Meiosis related cancer-testis genes correlate with tumor aneuploidy and immune infiltration in 21 cancer types

The meiosis stage of spermatogenesis and the aneuploidy generation in tumorigenesis are highly linked. Cancer-testis genes (CT genes) were specifically expressed in testis and cancers and may serve as the molecular basis of the shared features between spermatogenesis and tumorigenesis. In the present study, we integrated multi-omics data from bulk samples and cell lines, and single cell RNA-Seq data from testis and two tumors to systematically investigate the association between CT genes and aneuploidy.
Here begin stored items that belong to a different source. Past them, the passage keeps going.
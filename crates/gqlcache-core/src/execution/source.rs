//! # Execution Sources
//!
//! Where raw field values come from.
//!
//! - `NetworkResponseSource` reads a plain JSON tree. Nothing is deferred.
//! - `CacheDataSource` reads stored rows. References are resolved through a
//!   weak handle to the enclosing read transaction, lazily, so a resolution
//!   forced after the transaction is released fails with
//!   `NotWithinTransaction`.

use super::deferred::{PossiblyDeferred, lazily_evaluate_all};
use super::selection::OutputType;
use super::FieldExecutionInfo;
use crate::cache::NormalizedCache;
use crate::primitives::TYPENAME_FIELD;
use crate::store::TransactionHandle;
use crate::types::{CacheKey, FieldValue, RecordRow, ResponsePath, Timestamp};
use serde_json::Value;
use std::fmt;
use std::sync::Arc;

/// A JSON object of a network response.
pub type JsonObject = serde_json::Map<String, Value>;

/// Computes the identity key of a response object, if it has one.
pub type CacheKeyFn = Arc<dyn Fn(&JsonObject) -> Option<CacheKey> + Send + Sync>;

/// Key objects by the value of `field` (string or number).
#[must_use]
pub fn identity_key_fn(field: impl Into<String>) -> CacheKeyFn {
    let field = field.into();
    Arc::new(move |object: &JsonObject| match object.get(&field)? {
        Value::String(s) => Some(s.clone()),
        Value::Number(n) => Some(n.to_string()),
        _ => None,
    })
}

/// A field value as read from a source, shaped by the field's output type.
#[derive(Debug, Clone, PartialEq)]
pub enum RawValue<O> {
    /// The object has no such field.
    Missing,
    Null,
    Leaf(FieldValue),
    Object(O),
    List(Vec<RawValue<O>>),
}

impl<O> RawValue<O> {
    #[must_use]
    pub const fn kind(&self) -> &'static str {
        match self {
            Self::Missing => "missing",
            Self::Null => "null",
            Self::Leaf(value) => value.kind(),
            Self::Object(_) => "object",
            Self::List(_) => "list",
        }
    }
}

/// Supplies raw field values to the executor.
pub trait ExecutionSource {
    type RawObject: 'static;

    /// Value of the field described by `info` on `object`, with the time it
    /// was received.
    fn resolve_field<'s>(
        &'s self,
        info: &FieldExecutionInfo<'_>,
        object: &Self::RawObject,
    ) -> PossiblyDeferred<'s, (RawValue<Self::RawObject>, Timestamp)>;

    /// Identity key of `object`, if it can be identified.
    fn compute_cache_key(&self, object: &Self::RawObject) -> Option<CacheKey>;

    /// Concrete type name of `object`, for fragment matching.
    fn typename(&self, object: &Self::RawObject) -> Option<String>;
}

// =============================================================================
// NETWORK RESPONSE
// =============================================================================

/// Reads a live JSON response. Every value was received at one instant.
#[derive(Clone)]
pub struct NetworkResponseSource {
    received_at: Timestamp,
    cache_key_fn: Option<CacheKeyFn>,
}

impl fmt::Debug for NetworkResponseSource {
    fn fmt(&self, f: &mut fmt::Formatter<'_>) -> fmt::Result {
        f.debug_struct("NetworkResponseSource")
            .field("received_at", &self.received_at)
            .field("keyed", &self.cache_key_fn.is_some())
            .finish()
    }
}

impl NetworkResponseSource {
    #[must_use]
    pub const fn new(received_at: Timestamp) -> Self {
        Self {
            received_at,
            cache_key_fn: None,
        }
    }

    #[must_use]
    pub fn with_cache_key_fn(mut self, cache_key_fn: Option<CacheKeyFn>) -> Self {
        self.cache_key_fn = cache_key_fn;
        self
    }
}

fn raw_from_json(value: &Value, output: &OutputType) -> RawValue<JsonObject> {
    match (output.nullable_inner(), value) {
        (_, Value::Null) => RawValue::Null,
        (OutputType::List(element), Value::Array(items)) => RawValue::List(
            items
                .iter()
                .map(|item| raw_from_json(item, element))
                .collect(),
        ),
        (OutputType::Object(_), Value::Object(map)) => RawValue::Object(map.clone()),
        (_, other) => RawValue::Leaf(FieldValue::from_json(other)),
    }
}

impl ExecutionSource for NetworkResponseSource {
    type RawObject = JsonObject;

    fn resolve_field<'s>(
        &'s self,
        info: &FieldExecutionInfo<'_>,
        object: &JsonObject,
    ) -> PossiblyDeferred<'s, (RawValue<JsonObject>, Timestamp)> {
        let raw = object
            .get(&info.response_key)
            .map_or(RawValue::Missing, |value| raw_from_json(value, &info.field.output));
        PossiblyDeferred::value((raw, self.received_at))
    }

    fn compute_cache_key(&self, object: &JsonObject) -> Option<CacheKey> {
        self.cache_key_fn.as_ref().and_then(|key_fn| key_fn(object))
    }

    fn typename(&self, object: &JsonObject) -> Option<String> {
        object
            .get(TYPENAME_FIELD)
            .and_then(Value::as_str)
            .map(str::to_string)
    }
}

// =============================================================================
// CACHE DATA
// =============================================================================

/// Reads stored rows through a read transaction.
///
/// Every field of a row reports the row's `last_received_at`.
pub struct CacheDataSource<C> {
    transaction: TransactionHandle<C>,
}

impl<C> fmt::Debug for CacheDataSource<C> {
    fn fmt(&self, f: &mut fmt::Formatter<'_>) -> fmt::Result {
        f.debug_struct("CacheDataSource").finish_non_exhaustive()
    }
}

impl<C: NormalizedCache + 'static> CacheDataSource<C> {
    #[must_use]
    pub const fn new(transaction: TransactionHandle<C>) -> Self {
        Self { transaction }
    }

    /// Shape a stored value by `output`, deferring reference loads.
    ///
    /// Failures inside a list are annotated with the element's path.
    fn raw_from_stored(
        &self,
        value: FieldValue,
        output: &OutputType,
        path: &ResponsePath,
    ) -> PossiblyDeferred<'static, RawValue<RecordRow>> {
        match (output.nullable_inner(), value) {
            (_, FieldValue::Null) => PossiblyDeferred::value(RawValue::Null),
            (OutputType::List(element), FieldValue::List(items)) => {
                let elements = items
                    .into_iter()
                    .enumerate()
                    .map(|(index, item)| {
                        let element_path = path.appending(index.to_string());
                        self.raw_from_stored(item, element, &element_path)
                            .map_err(move |error| error.at_path(&element_path))
                    })
                    .collect();
                lazily_evaluate_all(elements).map(RawValue::List)
            }
            (OutputType::Object(_), FieldValue::Reference(reference)) => self
                .transaction
                .load_object(&reference.key)
                .map(RawValue::Object),
            (_, other) => PossiblyDeferred::value(RawValue::Leaf(other)),
        }
    }
}

impl<C: NormalizedCache + 'static> ExecutionSource for CacheDataSource<C> {
    type RawObject = RecordRow;

    fn resolve_field<'s>(
        &'s self,
        info: &FieldExecutionInfo<'_>,
        object: &RecordRow,
    ) -> PossiblyDeferred<'s, (RawValue<RecordRow>, Timestamp)> {
        let received_at = object.last_received_at;
        match object.record.get(&info.cache_key_for_field) {
            None => PossiblyDeferred::value((RawValue::Missing, received_at)),
            Some(value) => self
                .raw_from_stored(value.clone(), &info.field.output, &info.response_path)
                .map(move |raw| (raw, received_at)),
        }
    }

    fn compute_cache_key(&self, object: &RecordRow) -> Option<CacheKey> {
        Some(object.record.key.clone())
    }

    fn typename(&self, object: &RecordRow) -> Option<String> {
        match object.record.get(TYPENAME_FIELD) {
            Some(FieldValue::String(typename)) => Some(typename.clone()),
            _ => None,
        }
    }
}

// =============================================================================
// TESTS
// =============================================================================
After ranking genes according to their association with aneuploidy level, we found that CT genes, especially CT genes specifically expressed in meiosis, showed a consistently positive correlation with aneuploidy and homologous recombination deficiency (HRD) level. Similar results were also found in the CT non-coding genes. Then, we constructed a regulatory network based on the single cell RNA-seq data and revealed that the gain of accelerator transcriptional factors (TFs) E2F7 and E2F8 and the loss of the stabilizer TFs RFX2 and NFYA aberrantly activated CT genes in the cancers and were associated with the increase of HRD level. Finally, we found that the association between CT genes and cytotoxic infiltrating lymphocytes can be influenced by the HRD level. In sum, our results revealed the evidence of pseudomeiotic functions of CT genes in the aneuploidy generation process in the cancer cells. The results may help illuminate the origin of aneuploidy in cancers and guide future immunotherapy targeting CT antigens.